┌─ INPUT DATA

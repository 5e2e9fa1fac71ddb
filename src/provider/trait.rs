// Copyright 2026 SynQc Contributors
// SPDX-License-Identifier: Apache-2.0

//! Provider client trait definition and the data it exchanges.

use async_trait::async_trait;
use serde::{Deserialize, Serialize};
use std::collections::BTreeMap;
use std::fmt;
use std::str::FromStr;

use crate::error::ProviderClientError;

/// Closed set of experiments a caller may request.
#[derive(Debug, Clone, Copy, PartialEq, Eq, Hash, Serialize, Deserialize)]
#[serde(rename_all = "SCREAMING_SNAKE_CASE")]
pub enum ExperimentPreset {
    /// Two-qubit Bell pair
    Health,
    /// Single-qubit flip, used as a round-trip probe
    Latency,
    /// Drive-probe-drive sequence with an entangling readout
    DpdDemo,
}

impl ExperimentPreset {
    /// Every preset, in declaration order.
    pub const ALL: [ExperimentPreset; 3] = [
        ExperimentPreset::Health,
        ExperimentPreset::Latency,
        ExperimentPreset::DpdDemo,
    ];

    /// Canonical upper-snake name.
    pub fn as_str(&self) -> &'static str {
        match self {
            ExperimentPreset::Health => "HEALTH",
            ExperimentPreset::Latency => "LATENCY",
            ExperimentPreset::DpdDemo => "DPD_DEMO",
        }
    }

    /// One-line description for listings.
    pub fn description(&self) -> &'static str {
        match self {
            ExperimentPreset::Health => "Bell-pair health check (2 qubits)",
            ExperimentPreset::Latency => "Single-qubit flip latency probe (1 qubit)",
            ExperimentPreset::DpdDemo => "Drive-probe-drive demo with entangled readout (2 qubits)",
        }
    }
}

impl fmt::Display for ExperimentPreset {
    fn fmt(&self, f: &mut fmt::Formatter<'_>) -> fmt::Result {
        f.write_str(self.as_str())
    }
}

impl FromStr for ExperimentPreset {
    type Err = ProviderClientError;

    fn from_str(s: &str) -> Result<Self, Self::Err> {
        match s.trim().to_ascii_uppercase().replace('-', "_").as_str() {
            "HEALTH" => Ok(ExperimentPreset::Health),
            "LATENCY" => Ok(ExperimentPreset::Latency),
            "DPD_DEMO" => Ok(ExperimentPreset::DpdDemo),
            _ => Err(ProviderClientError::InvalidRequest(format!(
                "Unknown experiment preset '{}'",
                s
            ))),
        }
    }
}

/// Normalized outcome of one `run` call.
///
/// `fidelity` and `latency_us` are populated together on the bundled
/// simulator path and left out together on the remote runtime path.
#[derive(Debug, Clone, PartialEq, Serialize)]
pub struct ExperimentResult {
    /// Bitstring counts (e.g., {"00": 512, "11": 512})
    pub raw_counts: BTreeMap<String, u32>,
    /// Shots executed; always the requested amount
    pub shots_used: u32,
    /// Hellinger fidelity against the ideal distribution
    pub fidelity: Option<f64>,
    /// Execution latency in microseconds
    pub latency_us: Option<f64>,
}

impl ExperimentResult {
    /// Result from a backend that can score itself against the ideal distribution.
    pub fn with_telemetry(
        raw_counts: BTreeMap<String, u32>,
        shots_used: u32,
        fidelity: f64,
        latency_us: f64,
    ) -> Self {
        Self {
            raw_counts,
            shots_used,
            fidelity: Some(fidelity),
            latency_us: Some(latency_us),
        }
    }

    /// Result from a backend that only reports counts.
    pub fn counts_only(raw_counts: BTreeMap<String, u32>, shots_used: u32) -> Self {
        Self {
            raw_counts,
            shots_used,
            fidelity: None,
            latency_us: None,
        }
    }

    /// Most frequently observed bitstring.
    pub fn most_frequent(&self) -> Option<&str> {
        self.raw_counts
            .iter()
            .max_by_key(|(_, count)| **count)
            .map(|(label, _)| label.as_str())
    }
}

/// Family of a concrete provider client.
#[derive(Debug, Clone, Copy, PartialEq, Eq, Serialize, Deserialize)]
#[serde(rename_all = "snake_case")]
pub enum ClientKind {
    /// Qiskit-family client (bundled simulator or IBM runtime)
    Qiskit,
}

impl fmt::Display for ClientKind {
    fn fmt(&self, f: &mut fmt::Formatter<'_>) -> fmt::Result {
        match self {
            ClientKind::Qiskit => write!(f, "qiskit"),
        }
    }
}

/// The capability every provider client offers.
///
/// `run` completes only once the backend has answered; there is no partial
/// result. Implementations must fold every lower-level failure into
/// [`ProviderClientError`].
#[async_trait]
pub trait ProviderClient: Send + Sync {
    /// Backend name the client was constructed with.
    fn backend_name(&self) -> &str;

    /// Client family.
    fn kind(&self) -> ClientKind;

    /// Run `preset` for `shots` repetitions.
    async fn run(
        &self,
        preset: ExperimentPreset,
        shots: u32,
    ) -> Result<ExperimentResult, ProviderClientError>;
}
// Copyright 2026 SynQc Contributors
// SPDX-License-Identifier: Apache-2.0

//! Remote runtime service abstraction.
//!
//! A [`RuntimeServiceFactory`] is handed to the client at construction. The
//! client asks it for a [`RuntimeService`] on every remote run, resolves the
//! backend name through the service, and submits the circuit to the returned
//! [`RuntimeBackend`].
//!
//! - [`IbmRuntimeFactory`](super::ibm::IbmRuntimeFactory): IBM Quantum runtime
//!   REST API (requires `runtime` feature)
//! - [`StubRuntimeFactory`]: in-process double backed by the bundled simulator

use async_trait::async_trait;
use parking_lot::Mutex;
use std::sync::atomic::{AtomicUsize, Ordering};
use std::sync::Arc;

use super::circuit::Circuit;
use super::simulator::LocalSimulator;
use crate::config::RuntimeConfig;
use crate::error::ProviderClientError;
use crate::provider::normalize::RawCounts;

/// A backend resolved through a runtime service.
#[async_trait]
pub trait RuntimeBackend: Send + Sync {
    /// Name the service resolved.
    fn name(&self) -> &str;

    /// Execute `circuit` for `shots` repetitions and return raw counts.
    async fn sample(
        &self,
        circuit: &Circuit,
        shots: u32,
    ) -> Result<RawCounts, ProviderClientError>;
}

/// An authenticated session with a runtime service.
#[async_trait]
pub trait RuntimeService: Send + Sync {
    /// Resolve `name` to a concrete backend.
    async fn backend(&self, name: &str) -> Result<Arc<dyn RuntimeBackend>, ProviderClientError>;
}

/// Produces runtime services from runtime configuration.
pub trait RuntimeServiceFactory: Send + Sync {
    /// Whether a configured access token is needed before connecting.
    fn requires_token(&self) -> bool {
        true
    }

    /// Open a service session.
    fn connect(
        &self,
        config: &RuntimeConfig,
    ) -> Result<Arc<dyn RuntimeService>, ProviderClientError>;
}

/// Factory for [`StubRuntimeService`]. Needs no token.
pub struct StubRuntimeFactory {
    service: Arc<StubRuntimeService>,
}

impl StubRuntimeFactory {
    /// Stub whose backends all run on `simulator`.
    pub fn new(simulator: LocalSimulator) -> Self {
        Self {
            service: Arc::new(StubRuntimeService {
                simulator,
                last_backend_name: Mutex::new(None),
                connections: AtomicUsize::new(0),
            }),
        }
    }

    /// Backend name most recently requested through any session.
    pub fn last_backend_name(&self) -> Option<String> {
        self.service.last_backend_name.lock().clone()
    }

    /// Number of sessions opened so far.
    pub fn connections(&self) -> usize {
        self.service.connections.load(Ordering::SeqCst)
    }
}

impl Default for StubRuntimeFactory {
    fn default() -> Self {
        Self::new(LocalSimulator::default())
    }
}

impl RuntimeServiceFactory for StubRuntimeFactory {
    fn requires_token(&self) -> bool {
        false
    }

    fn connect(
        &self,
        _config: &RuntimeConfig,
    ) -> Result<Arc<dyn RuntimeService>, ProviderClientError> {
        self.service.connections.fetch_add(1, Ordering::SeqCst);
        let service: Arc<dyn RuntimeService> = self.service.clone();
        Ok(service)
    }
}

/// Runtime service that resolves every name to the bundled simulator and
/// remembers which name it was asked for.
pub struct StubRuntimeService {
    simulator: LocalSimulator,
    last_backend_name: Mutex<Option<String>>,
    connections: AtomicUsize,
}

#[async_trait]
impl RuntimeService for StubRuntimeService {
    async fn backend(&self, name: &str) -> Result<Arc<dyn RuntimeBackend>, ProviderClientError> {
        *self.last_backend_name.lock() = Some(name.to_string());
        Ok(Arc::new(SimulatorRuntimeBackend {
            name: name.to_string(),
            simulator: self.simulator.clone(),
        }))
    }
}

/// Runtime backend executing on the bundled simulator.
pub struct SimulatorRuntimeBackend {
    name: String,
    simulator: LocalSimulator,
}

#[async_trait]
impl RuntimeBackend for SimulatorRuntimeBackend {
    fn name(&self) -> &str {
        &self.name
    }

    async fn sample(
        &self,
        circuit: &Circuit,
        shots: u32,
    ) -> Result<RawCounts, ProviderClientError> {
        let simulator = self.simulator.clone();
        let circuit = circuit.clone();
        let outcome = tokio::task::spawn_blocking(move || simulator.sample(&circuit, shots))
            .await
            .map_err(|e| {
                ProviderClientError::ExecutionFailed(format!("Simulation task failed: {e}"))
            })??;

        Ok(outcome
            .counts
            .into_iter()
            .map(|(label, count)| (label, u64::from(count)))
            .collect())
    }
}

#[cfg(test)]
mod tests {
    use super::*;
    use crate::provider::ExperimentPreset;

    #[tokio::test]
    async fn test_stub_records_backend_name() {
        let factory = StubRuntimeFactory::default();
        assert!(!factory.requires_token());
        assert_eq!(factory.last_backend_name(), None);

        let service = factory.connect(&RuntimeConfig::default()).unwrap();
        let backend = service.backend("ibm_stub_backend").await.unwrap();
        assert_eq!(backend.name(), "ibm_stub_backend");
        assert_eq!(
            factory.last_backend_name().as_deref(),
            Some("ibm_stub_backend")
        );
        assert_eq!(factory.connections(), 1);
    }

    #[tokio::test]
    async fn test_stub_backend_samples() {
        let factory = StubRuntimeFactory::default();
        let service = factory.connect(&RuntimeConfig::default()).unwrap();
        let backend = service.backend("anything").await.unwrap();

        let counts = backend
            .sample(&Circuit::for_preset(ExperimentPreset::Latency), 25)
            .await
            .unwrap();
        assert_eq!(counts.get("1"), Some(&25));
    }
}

└─

* [ABOUT THIS TASK]:
Transcribe, exactly as written, all lines of the entries above from the first to the one containing "description for listings.", and no more.

* [RESULT BELOW]:
repository 5e2e9fa1fac71ddb
filename src/provider/trait.rs
// Copyright 2026 SynQc Contributors
// SPDX-License-Identifier: Apache-2.0

//! Provider client trait definition and the data it exchanges.

use async_trait::async_trait;
use serde::{Deserialize, Serialize};
use std::collections::BTreeMap;
use std::fmt;
use std::str::FromStr;

use crate::error::ProviderClientError;

/// Closed set of experiments a caller may request.
#[derive(Debug, Clone, Copy, PartialEq, Eq, Hash, Serialize, Deserialize)]
#[serde(rename_all = "SCREAMING_SNAKE_CASE")]
pub enum ExperimentPreset {
    /// Two-qubit Bell pair
    Health,
    /// Single-qubit flip, used as a round-trip probe
    Latency,
    /// Drive-probe-drive sequence with an entangling readout
    DpdDemo,
}

impl ExperimentPreset {
    /// Every preset, in declaration order.
    pub const ALL: [ExperimentPreset; 3] = [
        ExperimentPreset::Health,
        ExperimentPreset::Latency,
        ExperimentPreset::DpdDemo,
    ];

    /// Canonical upper-snake name.
    pub fn as_str(&self) -> &'static str {
        match self {
            ExperimentPreset::Health => "HEALTH",
            ExperimentPreset::Latency => "LATENCY",
            ExperimentPreset::DpdDemo => "DPD_DEMO",
        }
    }

    /// One-line description for listings.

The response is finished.